You adjust the trip springs on your snowplow to protect the moldboard from damage. It is also a safety precaution as loose springs pose a risk to the plow truck’s operator. Therefore, well-adjusted springs are durable.

It’s crucial to do a maintenance check on your snowplow before plowing. Inspecting the plow will also entail checking whether the trip springs are in good condition, and if they aren’t, you need to adjust them to the recommended tension.

You’ll need to adjust both metal and rubber trip springs. The process involves loosening the springs first and then re-adjusting the cutting edges to the right position. After that, you need to tighten the trip springs depending on the plowing conditions.

Here’s a YouTube video demonstrating how to adjust your snowplow edge spring:


When not plowing, your trip springs shouldn’t be tight. Therefore, you should loosen them to release the tension before storage. Storing the springs this way will extend their life.

What Are the Best Springs for Snow Plows?

The best springs for snowplows should provide maximum protection and resilience, and they should be made from high-quality and durable materials. The ideal trip springs also depend on what type of snowplow you’re using.

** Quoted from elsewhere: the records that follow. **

//! Values assembled from several locations.
//!
//! Optimized code can keep one variable partly in registers and partly on the
//! stack. The debug metadata describes such a variable as a list of pieces;
//! [`CompositeMemory`] concatenates them into one flat image addressed from
//! [`FAKE_ADDRESS_UNRESOLVED`] and routes writes back to the pieces they touch.

use std::sync::{Mutex, PoisonError};

use gimli::Register;

use super::{MemoryReadWriter, SharedMemory};
use crate::error::{Result, VardigError};
use crate::types::{Address, DwarfRegister, DwarfRegisters};

/// Base address of every composite image.
pub const FAKE_ADDRESS_UNRESOLVED: Address = Address::new(0xbeed_0000_0000_0000);

/// Where one piece of a composite value lives.
#[derive(Debug, Clone, PartialEq, Eq)]
pub enum PieceKind
{
    /// Low bytes of a register.
    Register(Register),
    /// A memory range.
    Memory(Address),
    /// A constant known to the debug metadata.
    Immediate
    {
        /// Integer form of the constant.
        value: u64,
        /// Explicit byte image, overriding `value`.
        bytes: Option<Vec<u8>>,
    },
}

/// One piece of a composite value.
#[derive(Debug, Clone, PartialEq, Eq)]
pub struct Piece
{
    /// Bytes contributed; 0 on the last piece means "the whole location".
    pub size: usize,
    /// Location of the piece.
    pub kind: PieceKind,
}

impl Piece
{
    /// Register piece.
    pub fn register(register: Register, size: usize) -> Self
    {
        Self {
            size,
            kind: PieceKind::Register(register),
        }
    }

    /// Memory piece.
    pub fn memory(addr: Address, size: usize) -> Self
    {
        Self {
            size,
            kind: PieceKind::Memory(addr),
        }
    }

    /// Immediate piece.
    pub fn immediate(value: u64, size: usize) -> Self
    {
        Self {
            size,
            kind: PieceKind::Immediate { value, bytes: None },
        }
    }
}

/// Callback used to write a changed register back to the stopped thread.
pub type RegisterChangeFn = Box<dyn Fn(Register, &DwarfRegister) -> Result<()> + Send + Sync>;

struct State
{
    regs: DwarfRegisters,
    data: Vec<u8>,
}

/// Flat image of a value split across registers, memory and constants.
pub struct CompositeMemory
{
    real: SharedMemory,
    pieces: Vec<Piece>,
    change_register: Option<RegisterChangeFn>,
    state: Mutex<State>,
}

impl CompositeMemory
{
    /// Assemble the image. `ptr_size` sizes an unsized trailing immediate piece.
    ///
    /// Register pieces larger than the captured register and unreadable memory
    /// pieces are errors.
    pub fn new(real: SharedMemory, regs: DwarfRegisters, mut pieces: Vec<Piece>, ptr_size: usize) -> Result<Self>
    {
        let mut data = Vec::new();
        let last = pieces.len().saturating_sub(1);
        for (i, piece) in pieces.iter_mut().enumerate() {
            match &piece.kind {
                PieceKind::Register(reg) => {
                    let bytes = regs.get(*reg).map(|r| r.bytes.as_slice()).unwrap_or_default();
                    if piece.size == 0 && i == last {
                        piece.size = bytes.len();
                    }
                    if piece.size > bytes.len() {
                        return Err(VardigError::Runtime(format!(
                            "could not read {} bytes from register {} (size: {})",
                            piece.size,
                            reg.0,
                            bytes.len()
                        )));
                    }
                    data.extend_from_slice(&bytes[..piece.size]);
                }
                PieceKind::Memory(addr) => {
                    let mut buf = vec![0u8; piece.size];
                    super::read_exact(real.as_ref(), &mut buf, *addr)?;
                    data.extend_from_slice(&buf);
                }
                PieceKind::Immediate { value, bytes } => {
                    if piece.size == 0 && i == last {
                        piece.size = ptr_size;
                    }
                    let mut buf = match bytes {
                        Some(bytes) => bytes.clone(),
                        None => value.to_le_bytes().to_vec(),
                    };
                    buf.resize(buf.len().max(piece.size), 0);
                    data.extend_from_slice(&buf[..piece.size]);
                }
            }
        }
        Ok(Self {
            real,
            pieces,
            change_register: None,
            state: Mutex::new(State { regs, data }),
        })
    }

    /// Allow writes to register pieces through `change`.
    #[must_use]
    pub fn with_register_writer(mut self, change: RegisterChangeFn) -> Self
    {
        self.change_register = Some(change);
        self
    }

    /// Size of the assembled image.
    pub fn len(&self) -> usize
    {
        self.state.lock().unwrap_or_else(PoisonError::into_inner).data.len()
    }

    /// `true` if no piece contributed any bytes.
    pub fn is_empty(&self) -> bool
    {
        self.len() == 0
    }

    fn offset(&self, addr: Address, len: usize, data_len: usize) -> Option<usize>
    {
        let off = addr.value().checked_sub(FAKE_ADDRESS_UNRESOLVED.value())?;
        let end = off.checked_add(len as u64)?;
        if off >= data_len as u64 || end > data_len as u64 {
            return None;
        }
        Some(off as usize)
    }
}

impl MemoryReadWriter for CompositeMemory
{
    fn read_memory(&self, buf: &mut [u8], addr: Address) -> Result<usize>
    {
        let state = self.state.lock().unwrap_or_else(PoisonError::into_inner);
        let Some(off) = self.offset(addr, buf.len(), state.data.len()) else {
            return Err(VardigError::MemoryRead {
                addr,
                len: buf.len(),
                details: "read out of bounds".into(),
            });
        };
        buf.copy_from_slice(&state.data[off..off + buf.len()]);
        Ok(buf.len())
    }

    fn write_memory(&self, addr: Address, data: &[u8]) -> Result<usize>
    {
        let mut state = self.state.lock().unwrap_or_else(PoisonError::into_inner);
        let Some(off) = self.offset(addr, data.len(), state.data.len()) else {
            return Err(VardigError::MemoryWrite {
                addr,
                len: data.len(),
                details: "write out of bounds".into(),
            });
        };
        let Some(change) = &self.change_register else {
            return Err(VardigError::MemoryWrite {
                addr,
                len: data.len(),
                details: "can not write registers".into(),
            });
        };
        state.data[off..off + data.len()].copy_from_slice(data);

        let (start, end) = (off, off + data.len());
        let mut cur = 0usize;
        for piece in &self.pieces {
            if cur < end && start < cur + piece.size {
                let piece_bytes = state.data[cur..cur + piece.size].to_vec();
                match &piece.kind {
                    PieceKind::Register(reg) => {
                        let mut updated = state.regs.get(*reg).cloned().unwrap_or_default();
                        updated.overwrite(0, &piece_bytes);
                        change(*reg, &updated)?;
                        state.regs.set(*reg, updated);
                    }
                    PieceKind::Memory(piece_addr) => {
                        super::write_exact(self.real.as_ref(), *piece_addr, &piece_bytes)?;
                    }
                    PieceKind::Immediate { .. } => {}
                }
            }
            cur += piece.size;
        }
        Ok(data.len())
    }

    fn real_memory(&self) -> Option<SharedMemory>
    {
        Some(self.real.clone())
    }

    fn cacheable(&self) -> bool
    {
        false
    }
}

#[cfg(test)]
mod tests
{
    use std::sync::{Arc, Mutex};

    use super::*;

    #[derive(Default)]
    struct Stack(Mutex<Vec<u8>>);

    impl MemoryReadWriter for Stack
    {
        fn read_memory(&self, buf: &mut [u8], addr: Address) -> Result<usize>
        {
            let bytes = self.0.lock().unwrap();
            let start = addr.value() as usize;
            buf.copy_from_slice(&bytes[start..start + buf.len()]);
            Ok(buf.len())
        }

        fn write_memory(&self, addr: Address, data: &[u8]) -> Result<usize>
        {
            let mut bytes = self.0.lock().unwrap();
            let start = addr.value() as usize;
            bytes[start..start + data.len()].copy_from_slice(data);
            Ok(data.len())
        }
    }

    fn setup() -> (Arc<Stack>, CompositeMemory)
    {
        let stack = Arc::new(Stack(Mutex::new(vec![0x11; 32])));
        let mut regs = DwarfRegisters::new();
        regs.set(Register(0), DwarfRegister::from_u64(0x2222_2222_2222_2222));
        let mem = CompositeMemory::new(
            stack.clone(),
            regs,
            vec![Piece::register(Register(0), 8), Piece::memory(Address::new(8), 8)],
            8,
        )
        .unwrap();
        (stack, mem)
    }

    #[test]
    fn test_pieces_are_concatenated()
    {
        let (_, mem) = setup();
        assert_eq!(mem.len(), 16);
        let mut buf = [0u8; 16];
        mem.read_memory(&mut buf, FAKE_ADDRESS_UNRESOLVED).unwrap();
        assert_eq!(&buf[..8], &[0x22; 8]);
        assert_eq!(&buf[8..], &[0x11; 8]);
        assert!(mem.read_memory(&mut buf, FAKE_ADDRESS_UNRESOLVED + 8).is_err());
        assert!(!mem.cacheable());
    }

    #[test]
    fn test_write_without_register_writer_fails()
    {
        let (_, mem) = setup();
        assert!(mem.write_memory(FAKE_ADDRESS_UNRESOLVED, &[1]).is_err());
    }

    #[test]
    fn test_write_routes_to_pieces()
    {
        let (stack, mem) = setup();
        let changed = Arc::new(Mutex::new(Vec::new()));
        let sink = changed.clone();
        let mem = mem.with_register_writer(Box::new(move |reg, value| {
            sink.lock().unwrap().push((reg, value.uint64_val));
            Ok(())
        }));

        mem.write_memory(FAKE_ADDRESS_UNRESOLVED + 8, &[0xaa, 0xbb]).unwrap();
        assert_eq!(&stack.0.lock().unwrap()[8..10], &[0xaa, 0xbb]);
        assert!(changed.lock().unwrap().is_empty());

        mem.write_memory(FAKE_ADDRESS_UNRESOLVED, &7u64.to_le_bytes()).unwrap();
        assert_eq!(changed.lock().unwrap().as_slice(), &[(Register(0), 7)]);
    }

    #[test]
    fn test_oversized_register_piece_is_rejected()
    {
        let mut regs = DwarfRegisters::new();
        regs.set(Register(1), DwarfRegister::from_bytes(&[1, 2]));
        let stack: SharedMemory = Arc::new(Stack::default());
        assert!(CompositeMemory::new(stack, regs, vec![Piece::register(Register(1), 4)], 8).is_err());
    }
}
//! Reinterpreting vector registers as arrays of lanes.

use super::{Scalar, Value, ValueFlags};
use crate::error::{Result, VardigError};
use crate::memory::{decode_int, decode_uint, FAKE_ADDRESS_UNRESOLVED};
use crate::typeinfo::{Type, TypeShape};
use crate::types::Address;

/// How one lane of a register is decoded.
#[derive(Debug, Clone, Copy, PartialEq, Eq)]
enum Lane
{
    Int(usize),
    Uint(usize),
    Float(usize),
    /// Wide integer lanes (`int128`, `uint256`...) rendered as hex.
    Hex(usize),
}

impl Lane
{
    fn parse(name: &str) -> Option<Lane>
    {
        match name {
            "int8" => Some(Lane::Int(1)),
            "int16" => Some(Lane::Int(2)),
            "int32" => Some(Lane::Int(4)),
            "int64" => Some(Lane::Int(8)),
            "uint8" => Some(Lane::Uint(1)),
            "uint16" => Some(Lane::Uint(2)),
            "uint32" => Some(Lane::Uint(4)),
            "uint64" => Some(Lane::Uint(8)),
            "float32" => Some(Lane::Float(4)),
            "float64" => Some(Lane::Float(8)),
            _ => {
                let bits = name.strip_prefix("uint").or_else(|| name.strip_prefix("int"))?;
                let bits: usize = bits.parse().ok()?;
                (bits >= 8 && bits.is_power_of_two()).then_some(Lane::Hex(bits / 8))
            }
        }
    }

    fn width(self) -> usize
    {
        match self {
            Lane::Int(n) | Lane::Uint(n) | Lane::Float(n) | Lane::Hex(n) => n,
        }
    }

    fn decode(self, bytes: &[u8]) -> Scalar
    {
        match self {
            Lane::Int(_) => Scalar::Int(decode_int(bytes)),
            Lane::Uint(_) => Scalar::Uint(decode_uint(bytes)),
            Lane::Float(4) => {
                let bits = decode_uint(bytes) as u32;
                Scalar::Float(f64::from(f32::from_bits(bits)))
            }
            Lane::Float(_) => Scalar::Float(f64::from_bits(decode_uint(bytes))),
            Lane::Hex(_) => {
                let digits: String = bytes.iter().rev().map(|b| format!("{b:02x}")).collect();
                Scalar::string(format!("0x{digits}"))
            }
        }
    }
}

impl Value
{
    /// View a CPU register as an array of `lane_type` elements (`int8`,
    /// `float32`, `uint128`...). Lanes that do not fit the remaining bytes are
    /// dropped.
    pub fn register_type_conv(&self, lane_type: &str) -> Result<Value>
    {
        let reg = self
            .reg
            .as_ref()
            .ok_or_else(|| VardigError::RegisterConversion(lane_type.to_string()))?;
        let lane = Lane::parse(lane_type).ok_or_else(|| VardigError::RegisterConversion(lane_type.to_string()))?;
        let width = lane.width();

        let children: Vec<Value> = reg
            .bytes
            .chunks_exact(width)
            .map(|chunk| Value::constant(lane.decode(chunk)))
            .collect();

        let elem = Type::new(lane_type, width as i64, TypeShape::Void).into_ref();
        let ty = Type::array(&elem, children.len() as i64);
        let mem = self.memory()?;
        let mut array = self.child(self.name.clone(), Address::ZERO, &ty, mem);
        array.base = FAKE_ADDRESS_UNRESOLVED;
        array.flags |= ValueFlags::FAKE_ADDRESS;
        array.len = children.len() as i64;
        array.cap = array.len;
        array.children = children;
        array.loaded = true;
        Ok(array)
    }
}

Here are some of the best trip springs (available on Amazon.com) for your snow plow:

  • Polaris Trip Spring: This is a high-quality trip spring specifically designed for Polaris ATV snow plows. These heavy-duty springs are for the plow’s part 2877443. They’re also long-lasting and resilient.
  • Buyers Product Trip Spring: It’s a premium steel spring with a black powder coating to prevent corrosion. The trip spring is an ideal replacement for various snow plow types, and due to its strength, you can depend on this trip spring for all your plowing needs.
  • 4PK Snow Plow Trip Springs: These are heavy-duty and high-quality trip springs and are the perfect replacements for Meyer snowplow springs. They’re also easy to install and cost-friendly.
  • Western Snow Plow Trip Spring: It is an ideal trip spring for EZ replacement, and is best suited for all Western snow plows. They’re made from durable materials, so you don’t have to worry about purchasing new ones every winter.

Final Thoughts

Snow plowing is not only hard on your truck but also on the snowplow. Therefore, installing resilient and high-quality trip springs is vital to prevent damage. Trip springs on your snowplow act as shock absorbers, minimizing the impact of obstacles or rough roads.